The catalyst for this round of market repricing comes from multiple geopolitical shocks. The ongoing Russia-Ukraine conflict, U.S. military action to forcibly control the leadership in Venezuela, and Trump reiterating that the U.S. should control Greenland have heightened market concerns about the global security architecture. These events have not only alerted investors but also directly strengthened expectations that governments will increase military spending.
The market has reacted strongly. According to Bloomberg data, Goldman Sachs’ basket of European defense stocks surged 90% in 2025, and then rose another 21% just in January this year. This upward momentum has also spread to Asian markets, with major defense contractor stocks in South Korea and Japan posting double-digit gains. Investors in Europe and Asia have reached a consensus that defense stocks are set for another strong year.
Although some analysts warn of valuation pressures, the mainstream view is that global rearmament must accelerate to cope with an increasingly uncertain world. Morningstar’s analysis points out that, influenced by domestic economic conditions and exposure to U.S. spending, European defense stocks still have an average potential upside of 20% this year, while Trump’s comments about Greenland are expected to speed up Europe’s transition to strategic defense self-sufficiency.
Geopolitical Anxiety Spurs Capital Inflows
The turbulence of the global geopolitical landscape is reshaping investment logic. Aneeka Gupta, Head of Macroeconomic Research at WisdomTree, noted that recent events are a major wake-up call, showing that the U.S. can no longer be overly relied upon, meaning the level and pace of rearmament need to increase.
Meanwhile, Trump’s call to boost Washington’s defense budget by $500 billion has further fueled market enthusiasm. Investors are betting that this budget increase will benefit not only U.S. domestic firms but give rise to spillover effects. Bank of America strategist Michael Hartnett cited a London client’s view in a report to clients, stating that defense has become “the best long-term stock theme everywhere.”
In Europe, Germany's Rheinmetall AG, central to regional military spending plans, has become investors’ top choice. After hitting a record 150% gain in 2025, the stock rose another 22% in January. Vera Diehl, portfolio manager at Union Investment Privatfonds GmbH, said that given their proximity to Greenland, Saab AB and Kongsberg Gruppen ASA will also benefit from the geopolitical tensions.
This wave of rebound has also spurred major participants in Europe’s defense industry to accelerate capital operations. According to sources, billionaire Michal Strnad’s armored vehicle and ammunition manufacturer Czechoslovak Group AS is considering launching an initial public offering (IPO) in Amsterdam as early as next week.
In Asia, defense and security have also quickly become main investment themes at the start of 2026, mainly due to companies’ expectations of growth in export orders. Korean contractors have been especially outstanding, with Hanwha Aerospace Co. shares nearly quadrupling last year and rising almost 30% this month; Hyundai Rotem Co., in the same industry, is up 16%.

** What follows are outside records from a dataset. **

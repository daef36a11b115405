//! Variant descriptors for the parametric recipe families.
//!
//! Each family is a fixed list; its order is the order recipes are built in.

use crate::MOD_ID;

// ===========================================================================
// Apiculture
// ===========================================================================

/// Honey comb kinds. Each has a comb item and a comb block.
pub const HONEY_COMBS: &[&str] = &[
    "honey",
    "cocoa",
    "simmering",
    "stringy",
    "frozen",
    "dripping",
    "silky",
    "parched",
    "mysterious",
    "irradiated",
    "powdery",
    "reddened",
    "darkened",
    "omega",
    "wheaten",
    "mossy",
    "mellow",
];

// ===========================================================================
// Wood
// ===========================================================================

/// Where a wood type's non-fireproof blocks come from.
#[derive(Debug, Clone, Copy, PartialEq, Eq)]
pub enum WoodSource {
    /// Added by the mod: every block is a mod block.
    Forestry,
    /// A base-game wood: only the fireproof variants are mod blocks.
    Vanilla,
}

/// The block kinds a wood type provides.
#[derive(Debug, Clone, Copy, PartialEq, Eq)]
pub enum WoodBlockKind {
    Planks,
    Log,
    Door,
    Fence,
    FenceGate,
    Slab,
    Stairs,
}

impl WoodBlockKind {
    fn suffix(self) -> &'static str {
        match self {
            WoodBlockKind::Planks => "planks",
            WoodBlockKind::Log => "log",
            WoodBlockKind::Door => "door",
            WoodBlockKind::Fence => "fence",
            WoodBlockKind::FenceGate => "fence_gate",
            WoodBlockKind::Slab => "slab",
            WoodBlockKind::Stairs => "stairs",
        }
    }
}

#[derive(Debug, Clone, Copy, PartialEq, Eq)]
pub struct WoodType {
    pub name: &'static str,
    pub source: WoodSource,
}

impl WoodType {
    const fn forestry(name: &'static str) -> Self {
        Self {
            name,
            source: WoodSource::Forestry,
        }
    }

    const fn vanilla(name: &'static str) -> Self {
        Self {
            name,
            source: WoodSource::Vanilla,
        }
    }

    /// Full identifier of one of this wood's blocks.
    ///
    /// Fireproof blocks always belong to the mod. Doors have no fireproof
    /// variant.
    pub fn block(&self, kind: WoodBlockKind, fireproof: bool) -> String {
        let suffix = kind.suffix();
        match (fireproof, self.source) {
            (true, _) => format!("{MOD_ID}:fireproof_{}_{suffix}", self.name),
            (false, WoodSource::Forestry) => format!("{MOD_ID}:{}_{suffix}", self.name),
            (false, WoodSource::Vanilla) => format!("minecraft:{}_{suffix}", self.name),
        }
    }
}

/// Every registered wood type: the mod's own followed by the base game's.
pub const WOOD_TYPES: &[WoodType] = &[
    WoodType::forestry("larch"),
    WoodType::forestry("teak"),
    WoodType::forestry("acacia_desert"),
    WoodType::forestry("lime"),
    WoodType::forestry("chestnut"),
    WoodType::forestry("wenge"),
    WoodType::forestry("baobab"),
    WoodType::forestry("sequoia"),
    WoodType::forestry("kapok"),
    WoodType::forestry("ebony"),
    WoodType::forestry("mahogany"),
    WoodType::forestry("balsa"),
    WoodType::forestry("willow"),
    WoodType::forestry("walnut"),
    WoodType::forestry("greenheart"),
    WoodType::forestry("cherry"),
    WoodType::forestry("mahoe"),
    WoodType::forestry("poplar"),
    WoodType::forestry("palm"),
    WoodType::forestry("papaya"),
    WoodType::forestry("pine"),
    WoodType::forestry("plum"),
    WoodType::forestry("maple"),
    WoodType::forestry("citrus"),
    WoodType::forestry("giganteum"),
    WoodType::forestry("ipe"),
    WoodType::forestry("padauk"),
    WoodType::forestry("cocobolo"),
    WoodType::forestry("zebrawood"),
    WoodType::vanilla("oak"),
    WoodType::vanilla("spruce"),
    WoodType::vanilla("birch"),
    WoodType::vanilla("jungle"),
    WoodType::vanilla("acacia"),
    WoodType::vanilla("dark_oak"),
];

// ===========================================================================
// Cultivation
// ===========================================================================

/// A planter and the electron tube its managed form is built with.
#[derive(Debug, Clone, Copy, PartialEq, Eq)]
pub struct Planter {
    pub name: &'static str,
    pub tube: &'static str,
}

impl Planter {
    /// Item path of the managed (electrically driven) planter.
    pub fn managed(&self) -> String {
        format!("managed_{}", self.name)
    }

    /// Item path of the manual planter.
    pub fn manual(&self) -> String {
        format!("manual_{}", self.name)
    }
}

pub const PLANTERS: &[Planter] = &[
    Planter { name: "arboretum", tube: "gold" },
    Planter { name: "farm_crops", tube: "bronze" },
    Planter { name: "peat_pog", tube: "obsidian" },
    Planter { name: "farm_mushroom", tube: "apatite" },
    Planter { name: "farm_gourd", tube: "lapis" },
    Planter { name: "farm_nether", tube: "blaze" },
    Planter { name: "farm_ender", tube: "ender" },
];

/// Item path of an electron tube of the given kind.
pub fn electron_tube(kind: &str) -> String {
    format!("electron_tube_{kind}")
}

// ===========================================================================
// Farming
// ===========================================================================

/// A farm block material and the base-game block it is built around.
#[derive(Debug, Clone, Copy, PartialEq, Eq)]
pub struct FarmMaterial {
    pub name: &'static str,
    pub base: &'static str,
}

pub const FARM_MATERIALS: &[FarmMaterial] = &[
    FarmMaterial { name: "stone_brick", base: "stone_bricks" },
    FarmMaterial { name: "stone_mossy", base: "mossy_stone_bricks" },
    FarmMaterial { name: "stone_cracked", base: "cracked_stone_bricks" },
    FarmMaterial { name: "brick", base: "bricks" },
    FarmMaterial { name: "sandstone_smooth", base: "smooth_sandstone" },
    FarmMaterial { name: "sandstone_chiseled", base: "chiseled_sandstone" },
    FarmMaterial { name: "brick_nether", base: "nether_bricks" },
    FarmMaterial { name: "brick_chiseled", base: "chiseled_stone_bricks" },
    FarmMaterial { name: "quartz", base: "quartz_block" },
    FarmMaterial { name: "quartz_chiseled", base: "chiseled_quartz_block" },
    FarmMaterial { name: "quartz_lines", base: "quartz_pillar" },
];

/// Item path of a farm block built from `material`.
pub fn farm_block(kind: &str, material: &FarmMaterial) -> String {
    format!("farm_{kind}_{}", material.name)
}

// ===========================================================================
// Fluid containers
// ===========================================================================

/// Fluid container kinds, by serialized name.
pub const CONTAINERS: &[&str] = &["can", "capsule", "refractory"];

/// NBT of a container holding one bucket of `fluid`.
pub fn filled_nbt(fluid: &str) -> String {
    format!("{{Fluid:{{FluidName:\"{fluid}\",Amount:1000}}}}")
}

// ===========================================================================
// Mail
// ===========================================================================

/// A stamp denomination and the tag of its crafting material.
#[derive(Debug, Clone, Copy, PartialEq, Eq)]
pub struct Stamp {
    pub denomination: &'static str,
    pub material: &'static str,
}

pub const STAMPS: &[Stamp] = &[
    Stamp { denomination: "1n", material: "forge:gems/apatite" },
    Stamp { denomination: "2n", material: "forge:ingots/copper" },
    Stamp { denomination: "5n", material: "forge:ingots/tin" },
    Stamp { denomination: "10n", material: "forge:ingots/gold" },
    Stamp { denomination: "20n", material: "forge:gems/diamond" },
    Stamp { denomination: "50n", material: "forge:gems/emerald" },
    Stamp { denomination: "100n", material: "forge:ingots/bronze" },
];

pub const LETTER_STATES: &[&str] = &["fresh", "stamped", "opened"];

/// Item path of a letter in a given size and state.
pub fn letter(size: &str, state: &str) -> String {
    format!("letter_{size}_{state}")
}

// ===========================================================================
// Database
// ===========================================================================

/// Species chests that can be combined into a database.
pub const SPECIES_CHESTS: &[&str] = &["bee_chest", "tree_chest", "butterfly_chest"];
use crate::Content;
use recipegen_core::builder::{RecipeBuilder, shaped};
use recipegen_core::error::GenError;
use recipegen_core::output::RecipeOutput;
use recipegen_core::unlock::has;

/// Stage every food recipe.
pub fn register(c: &Content<'_>, out: &mut RecipeOutput) -> Result<(), GenError> {
    let capsule = c.item("capsule")?;
    let honey_drop = c.item("honey_drop_honey")?;
    let royal_jelly = c.item("royal_jelly")?;

    shaped(&c.item("ambrosia")?, 1)
        .define('#', &c.item("honeydew")?)
        .define('X', &royal_jelly)
        .define('Y', &capsule)
        .pattern("#Y#")
        .pattern("XXX")
        .pattern("###")
        .unlocked_by("has royal_jelly", has(&royal_jelly))
        .save(out)?;
    shaped(&c.item("honey_pot")?, 1)
        .define('#', &honey_drop)
        .define('X', &capsule)
        .pattern("# #")
        .pattern(" X ")
        .pattern("# #")
        .unlocked_by("has_drop", has(&honey_drop))
        .save(out)?;
    shaped(&c.item("honeyed_slice")?, 1)
        .define('#', &honey_drop)
        .define('X', &c.vanilla("bread")?)
        .pattern("###")
        .pattern("#X#")
        .pattern("###")
        .unlocked_by("has_drop", has(&honey_drop))
        .save(out)
}
use crate::MOD_ID;
use recipegen_core::error::GenError;
use recipegen_core::registry::{ContentRegistry, ItemRef, TagRef};

/// Registry view used by the domain sub-builders.
///
/// Short-hand lookups for the two namespaces the catalog draws from. Every
/// lookup fails with `MissingContentReference` naming the full identifier.
#[derive(Debug, Clone, Copy)]
pub struct Content<'a> {
    registry: &'a ContentRegistry,
}

impl<'a> Content<'a> {
    /// Wrap a registry for lookups.
    pub fn new(registry: &'a ContentRegistry) -> Self {
        Self { registry }
    }

    /// The underlying registry.
    pub fn registry(&self) -> &'a ContentRegistry {
        self.registry
    }

    /// A mod item by path.
    pub fn item(&self, path: &str) -> Result<ItemRef, GenError> {
        Ok(self.registry.item(&format!("{MOD_ID}:{path}"))?)
    }

    /// A base-game item by path.
    pub fn vanilla(&self, path: &str) -> Result<ItemRef, GenError> {
        Ok(self.registry.item(&format!("minecraft:{path}"))?)
    }

    /// An item by full identifier.
    pub fn id(&self, id: &str) -> Result<ItemRef, GenError> {
        Ok(self.registry.item(id)?)
    }

    /// A tag by full identifier.
    pub fn tag(&self, id: &str) -> Result<TagRef, GenError> {
        Ok(self.registry.tag(id)?)
    }
}

#[cfg(test)]
mod tests {
    use super::*;
    use recipegen_core::registry::RegistryError;
    use recipegen_core::test_utils::*;

    #[test]
    fn lookups_qualify_paths() {
        let reg = bronze_registry();
        let content = Content::new(&reg);
        assert_eq!(
            content.item("ingot_bronze").unwrap().id().to_string(),
            "forestry:ingot_bronze"
        );
        assert_eq!(
            content.vanilla("stick").unwrap().id().to_string(),
            "minecraft:stick"
        );
        assert!(content.tag("forge:rods/wooden").is_ok());
    }

    #[test]
    fn missing_item_names_full_id() {
        let reg = bronze_registry();
        let err = Content::new(&reg).item("gear_tin").unwrap_err();
        match err {
            GenError::Registry(RegistryError::MissingContentReference { name, .. }) => {
                assert_eq!(name, "forestry:gear_tin");
            }
            other => panic!("unexpected error: {other}"),
        }
    }
}
//! Recipegen Core -- the recipe data-generation pipeline.
//!
//! Structured recipe specifications are built against an immutable content
//! registry, validated at construction, staged, and then streamed to an
//! output sink that writes host recipe files or an in-memory table.
//!
//! # Pass Pipeline
//!
//! Each call to [`provider::run_provider`] performs one pass:
//!
//! 1. **Build** -- The provider's sub-builders dereference content through the
//!    [`registry::ContentRegistry`] and save recipes into a
//!    [`output::RecipeOutput`]. Any failure aborts the pass here.
//! 2. **Stream** -- Every staged record goes to the [`sink::RecipeSink`], in
//!    staging order, together with its unlock advancement.
//! 3. **Finish** -- The sink is told the pass is complete.
//!
//! # Builder Pattern
//!
//! ```rust,ignore
//! shaped(&registry.item("forestry:bronze_pickaxe")?, 1)
//!     .define('#', &registry.tag("forge:ingots/bronze")?)
//!     .define('X', &registry.tag("forge:rods/wooden")?)
//!     .pattern("###")
//!     .pattern(" X ")
//!     .pattern(" X ")
//!     .unlocked_by("has_bronze", has(&bronze))
//!     .save(out)?;
//! ```
//!
//! # Key Types
//!
//! - [`id::ResourceLocation`] -- Namespaced identifier (`namespace:path`).
//! - [`registry::ContentRegistry`] -- Symbolic name -> item/tag reference.
//! - [`recipe::RecipeSpec`] -- One recipe record: shaped, shapeless,
//!   smelting, blasting, or conditional.
//! - [`builder`] -- Fluent builders with validation on save.
//! - [`condition::Condition`] -- Load-time predicates for conditional recipes.
//! - [`table::RecipeTable`] -- Identity-keyed table with a bitcode snapshot.

pub mod builder;
pub mod condition;
pub mod error;
pub mod id;
pub mod ingredient;
pub mod output;
pub mod provider;
pub mod recipe;
pub mod registry;
pub mod serialize;
pub mod sink;
pub mod table;
pub mod unlock;
pub mod validation;

#[cfg(any(test, feature = "test-utils"))]
pub mod test_utils;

Weiheng Chen, global investment strategist at JPMorgan Private Bank, is bullish on large defense suppliers, especially Korean companies, as they expand export operations to capitalize on surging global defense spending.
U.S. Stock Limits and Valuation Concerns
U.S. defense stocks have also risen but at a more moderate pace. The Goldman Sachs basket of U.S. contractors rose 30% in 2025 and 13% in January this year. Although Trump’s push for increased military spending is positive, his plan to restrict stock buybacks and dividends in the sector has dampened market sentiment to some extent.
An analyst team at Mediobanca led by Alessandro Pozzi believes restrictions on capital redistribution may dampen investor interest in U.S. defense stocks, making European peers more attractive. Their assessment shows that BAE Systems Plc and Leonardo SpA have the largest exposure to the U.S. budget among the stocks they cover.
Though industry prospects are strong, risks remain in the market. If peace efforts in Ukraine make a breakthrough, market sentiment could be tempered. Another concern is valuation: the recent rally has pushed European defense stocks to relatively expensive levels versus regional benchmark indices. Fabien Benchetrit, Head of French and Southern European Target Allocation at BNP Paribas, believes that as long as countries persist in increasing autonomy and improving defense infrastructure, the sector’s long-term fundamentals remain solid. However, investors are closely watching when government military spending can translate into real earnings for companies.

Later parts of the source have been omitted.